# EXERCISE
Nothing in the records that follow should differ once you have copied them out.

···

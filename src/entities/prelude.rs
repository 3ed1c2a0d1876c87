//! `SeaORM` Entity prelude

pub use super::offers::Entity as Offers;
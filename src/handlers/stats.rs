use axum::{extract::State, http::StatusCode, Json};

use crate::models::status::{ErrorResponse, StatsResponse};
use crate::AppState;

pub async fn get_stats(
    State(state): State<AppState>,
) -> Result<Json<StatsResponse>, (StatusCode, Json<ErrorResponse>)> {
    let counts = state.offers.counts().await.map_err(|e| {
        (
            StatusCode::INTERNAL_SERVER_ERROR,
            Json(ErrorResponse {
                error: format!("Database error: {}", e),
            }),
        )
    })?;

    Ok(Json(counts.into()))
}
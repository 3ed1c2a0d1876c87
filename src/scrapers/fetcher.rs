use async_trait::async_trait;
use reqwest::Client;
use std::time::Duration;

use super::ScraperConfig;

/// Retrieval of raw page markup. Failures are soft: implementations log and
/// return `None`, callers skip the unit of work.
#[async_trait]
pub trait PageFetcher: Send + Sync {
    async fn fetch(&self, url: &str, timeout: Duration) -> Option<String>;
}

#[derive(Clone)]
pub struct HttpFetcher {
    client: Client,
    config: ScraperConfig,
}

impl HttpFetcher {
    pub fn new(config: ScraperConfig) -> Result<Self, Box<dyn std::error::Error + Send + Sync>> {
        let client = Client::builder()
            .user_agent(config.user_agent.clone())
            .gzip(true)
            .deflate(true)
            .brotli(true)
            .build()?;

        Ok(Self { client, config })
    }

    async fn fetch_with_retry(
        &self,
        url: &str,
        timeout: Duration,
    ) -> Result<String, Box<dyn std::error::Error + Send + Sync>> {
        let attempts = self.config.retry_max.max(1);
        let mut delay = Duration::from_millis(self.config.retry_delay_ms);

        for attempt in 0..attempts {
            match self.client.get(url).timeout(timeout).send().await {
                Ok(response) => {
                    let status = response.status();
                    if status.is_success() {
                        return Ok(response.text().await?);
                    }

                    // Only server-side errors are worth another attempt
                    if !status.is_server_error() || attempt == attempts - 1 {
                        return Err(format!("HTTP error: {}", status).into());
                    }
                }
                Err(e) => {
                    if attempt == attempts - 1 {
                        return Err(e.into());
                    }
                }
            }

            tracing::warn!("Retry {}/{} for {}. Waiting {:?}", attempt + 1, attempts, url, delay);
            tokio::time::sleep(delay).await;
            delay *= 2;
        }

        Err("Max retries exceeded".into())
    }
}

#[async_trait]
impl PageFetcher for HttpFetcher {
    async fn fetch(&self, url: &str, timeout: Duration) -> Option<String> {
        match self.fetch_with_retry(url, timeout).await {
            Ok(body) => Some(body),
            Err(e) => {
                tracing::warn!("Failed to fetch {}: {}", url, e);
                None
            }
        }
    }
}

···

# RESPONSE FOR THIS EXERCISE
filename src/entities/prelude.rs
repository 3ed1c2a0d1876c87
//! `SeaORM` Entity prelude

pub use super::offers::Entity as Offers;
filename src/handlers/stats.rs
use axum::{extract::State, http::StatusCode, Json};

use crate::models::status::{ErrorResponse, StatsResponse};
use crate::AppState;

pub async fn get_stats(
    State(state): State<AppState>,
) -> Result<Json<StatsResponse>, (StatusCode, Json<ErrorResponse>)> {
    let counts = state.offers.counts().await.map_err(|e| {
        (
            StatusCode::INTERNAL_SERVER_ERROR,
            Json(ErrorResponse {
                error: format!("Database error: {}", e),
            }),
        )
    })?;

    Ok(Json(counts.into()))
}
repository 3ed1c2a0d1876c87
filename src/scrapers/fetcher.rs
use async_trait::async_trait;
use reqwest::Client;
use std::time::Duration;

use super::ScraperConfig;

/// Retrieval of raw page markup. Failures are soft: implementations log and
/// return `None`, callers skip the unit of work.
#[async_trait]
pub trait PageFetcher: Send + Sync {
    async fn fetch(&self, url: &str, timeout: Duration) -> Option<String>;
}

#[derive(Clone)]
pub struct HttpFetcher {
    client: Client,
    config: ScraperConfig,
}

impl HttpFetcher {
    pub fn new(config: ScraperConfig) -> Result<Self, Box<dyn std::error::Error + Send + Sync>> {
        let client = Client::builder()
            .user_agent(config.user_agent.clone())
            .gzip(true)
            .deflate(true)
            .brotli(true)
            .build()?;

        Ok(Self { client, config })
    }

    async fn fetch_with_retry(
        &self,
        url: &str,
        timeout: Duration,
    ) -> Result<String, Box<dyn std::error::Error + Send + Sync>> {
        let attempts = self.config.retry_max.max(1);
        let mut delay = Duration::from_millis(self.config.retry_delay_ms);

        for attempt in 0..attempts {
            match self.client.get(url).timeout(timeout).send().await {
                Ok(response) => {
                    let status = response.status();
                    if status.is_success() {
                        return Ok(response.text().await?);
                    }

                    // Only server-side errors are worth another attempt
                    if !status.is_server_error() || attempt == attempts - 1 {
                        return Err(format!("HTTP error: {}", status).into());
                    }
                }
                Err(e) => {
                    if attempt == attempts - 1 {
                        return Err(e.into());
                    }
                }
            }

            tracing::warn!("Retry {}/{} for {}. Waiting {:?}", attempt + 1, attempts, url, delay);
            tokio::time::sleep(delay).await;
            delay *= 2;
        }

        Err("Max retries exceeded".into())
    }
}

#[async_trait]
impl PageFetcher for HttpFetcher {
    async fn fetch(&self, url: &str, timeout: Duration) -> Option<String> {
        match self.fetch_with_retry(url, timeout).await {
            Ok(body) => Some(body),
            Err(e) => {
                tracing::warn!("Failed to fetch {}: {}", url, e);
                None
            }
        }
    }
}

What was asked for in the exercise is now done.